Billionaires bankroll Ganymed's $148M race through PhII cancer drug studies

The Strüngmann brothers' expensive taste for biotech companies has helped generate another big venture round for Ganymed Pharmaceuticals, a German biotech with claims to some cutting-edge cancer drug technology.

The identical twins Thomas and Andreas Strüngmann, who founded the big generics company Hexal and sold it to Novartis ($NVS) for $7.5 billion, helped Ganymed raise $60 million (€45 million) in a new venture round, bringing the total to $148 million over the past 5 years. MIG Fond and FCPB Gany GmbH also put up part of the venture funds.

Their firm, ATS Beteiligungsverwaltung GmbH, is the majority shareholder behind Ganymed, which features the research work of Dr. Özlem Türeci and Ugur Sahin. Türeci and Sahin have been developing "ideal" antibodies which they say can bind almost exclusively to proteins found on the surface of cancer cells, leaving healthy cells alone.

Ganymed plans to use the new infusion of cash to bankroll an ongoing Phase IIa and Phase IIb study of IMAB362 for gastroesophageal cancer in preparation for a late-stage study. According to the biotech, IMAB362 binds to the tight junction protein Claudin-18.2, which is expressed in up to 80% of gastroesophageal adenocarcinomas and 60% of pancreatic tumors as well as in various other solid tumors.
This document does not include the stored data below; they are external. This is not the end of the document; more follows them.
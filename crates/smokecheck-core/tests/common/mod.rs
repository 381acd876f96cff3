// crates/smokecheck-core/tests/common/mod.rs
// ============================================================================
// Module: Core Test Helpers
// Description: Scripted probe transport and recording sleeper.
// Purpose: Exercise the prober without sockets or real delays.
// Dependencies: smokecheck-core
// ============================================================================

//! ## Overview
//! Shared fakes for prober tests: a transport that replays a scripted list
//! of outcomes while counting calls, and a sleeper that records requested
//! delays instead of blocking.

#![allow(
    dead_code,
    clippy::panic,
    clippy::print_stdout,
    clippy::print_stderr,
    clippy::unwrap_used,
    clippy::expect_used,
    clippy::use_debug,
    clippy::dbg_macro,
    clippy::panic_in_result_fn,
    clippy::unwrap_in_result,
    reason = "Shared test-only helpers; usage differs per test binary."
)]

use std::cell::Cell;
use std::cell::RefCell;
use std::time::Duration;

use smokecheck_core::ProbeError;
use smokecheck_core::ProbeTransport;
use smokecheck_core::Sleeper;

/// Transport replaying scripted outcomes and counting probe calls.
pub struct ScriptedTransport {
    /// Scripted outcomes, consumed in order; the last entry repeats.
    outcomes: Vec<Result<u16, ProbeError>>,
    /// Number of probe calls made so far.
    calls: Cell<usize>,
}

impl ScriptedTransport {
    /// Creates a transport from scripted outcomes.
    pub fn new(outcomes: Vec<Result<u16, ProbeError>>) -> Self {
        assert!(!outcomes.is_empty(), "script must not be empty");
        Self {
            outcomes,
            calls: Cell::new(0),
        }
    }

    /// Creates a transport that always fails with a connection error.
    pub fn always_failing() -> Self {
        Self::new(vec![Err(ProbeError::Transport("connection refused".to_string()))])
    }

    /// Returns the number of probe calls made so far.
    pub fn calls(&self) -> usize {
        self.calls.get()
    }
}

impl ProbeTransport for &ScriptedTransport {
    fn probe(&self, _target: &str) -> Result<u16, ProbeError> {
        let index = self.calls.get();
        self.calls.set(index + 1);
        let clamped = index.min(self.outcomes.len() - 1);
        self.outcomes[clamped].clone()
    }
}

/// Sleeper recording requested delays instead of blocking.
#[derive(Default)]
pub struct RecordingSleeper {
    /// Delays requested so far, in call order.
    delays: RefCell<Vec<Duration>>,
}

impl RecordingSleeper {
    /// Creates a recording sleeper.
    pub fn new() -> Self {
        Self::default()
    }

    /// Returns the delays requested so far.
    pub fn delays(&self) -> Vec<Duration> {
        self.delays.borrow().clone()
    }
}

impl Sleeper for &RecordingSleeper {
    fn sleep(&self, duration: Duration) {
        self.delays.borrow_mut().push(duration);
    }
}
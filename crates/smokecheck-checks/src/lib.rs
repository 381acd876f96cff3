// crates/smokecheck-checks/src/lib.rs
// ============================================================================
// Module: Smokecheck Checks
// Description: Concrete checks and the registry assembling a run.
// Purpose: Provide HTTP, database, and SDK checks over the core engine.
// Dependencies: smokecheck-core, smokecheck-config, smokecheck-db, reqwest
// ============================================================================

//! ## Overview
//! This crate ships the concrete smoke-test checks: HTTP checks against the
//! authentication API (root, register, login, profile, optional fallback
//! pair), database checks over the `SQLite` probe, and the cloud SDK
//! client-construction check. The registry assembles the ordered definition
//! list from configuration, and the harness wires readiness probing, the
//! runner, and shared resources together.
//!
//! Invariants:
//! - One HTTP client and at most one database connection per run.
//! - Check-internal errors surface as failed results, never as panics.

// ============================================================================
// SECTION: Modules
// ============================================================================

pub mod db;
pub mod harness;
pub mod http;
pub mod registry;
pub mod sdk;

// ============================================================================
// SECTION: Re-Exports
// ============================================================================

pub use db::DbContentCheck;
pub use db::DbTablesCheck;
pub use db::DbUserAuthCheck;
pub use db::SharedDb;
pub use harness::HarnessError;
pub use harness::execute;
pub use http::ARTIFACT_AUTH_TOKEN;
pub use http::ARTIFACT_FALLBACK_AUTH_TOKEN;
pub use http::HttpApi;
pub use http::HttpProbeTransport;
pub use http::LoginCheck;
pub use http::ProfileCheck;
pub use http::RegisterCheck;
pub use http::RegisterRequest;
pub use http::RootCheck;
pub use registry::RegistryError;
pub use sdk::SdkClient;
pub use sdk::SdkClientConfig;
pub use sdk::SdkError;
pub use sdk::SdkInitCheck;
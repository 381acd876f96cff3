// crates/smokecheck-checks/src/harness.rs
// ============================================================================
// Module: Harness Orchestration
// Description: Readiness gate plus registry plus runner for one run.
// Purpose: Produce a RunReport from a validated configuration.
// Dependencies: smokecheck-core, smokecheck-config
// ============================================================================

//! ## Overview
//! One run: probe the target until ready (HTTP suite only), assemble the
//! registry, execute the runner. Total absence of the target aborts the run
//! with zero executed checks; everything else is reported per check.

// ============================================================================
// SECTION: Imports
// ============================================================================

use smokecheck_config::SmokecheckConfig;
use smokecheck_core::ReadinessProbe;
use smokecheck_core::RunReport;
use smokecheck_core::Runner;
use smokecheck_core::ThreadSleeper;
use thiserror::Error;

use crate::http::HttpProbeTransport;
use crate::registry;
use crate::registry::RegistryError;

// ============================================================================
// SECTION: Errors
// ============================================================================

/// Harness setup errors; anything after setup lands in the report.
#[derive(Debug, Error)]
pub enum HarnessError {
    /// The registry could not assemble shared resources.
    #[error(transparent)]
    Registry(#[from] RegistryError),
    /// The readiness probe transport could not be constructed.
    #[error("probe setup failed: {0}")]
    ProbeSetup(String),
}

// ============================================================================
// SECTION: Execution
// ============================================================================

/// Executes one harness run against a validated configuration.
///
/// # Errors
///
/// Returns [`HarnessError`] only for setup failures; collaborator failures
/// are reported inside the returned [`RunReport`].
pub fn execute(config: &SmokecheckConfig) -> Result<RunReport, HarnessError> {
    let definitions = registry::build(config)?;
    if config.http.is_some() {
        let transport =
            HttpProbeTransport::new().map_err(|err| HarnessError::ProbeSetup(err.to_string()))?;
        let policy = config.target.probe.policy();
        let probe = ReadinessProbe::new(transport, ThreadSleeper, policy);
        if !probe.wait_ready(&config.target.base_url) {
            return Ok(RunReport::aborted(format!(
                "target {} never became ready after {} attempts",
                config.target.base_url, policy.max_attempts
            )));
        }
    }
    Ok(Runner::new().run(&definitions))
}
"We are very pleased that in the space of just three years, the Ganymed team has made immense progress in the clinical development of its lead program. In all clinical studies done so far, IMAB362 has shown exciting anticancer activity and safety data, suggesting that this antibody may well represent a breakthrough in the treatment of solid cancers," said Thomas Strüngmann of ATS Beteiligungsverwaltung.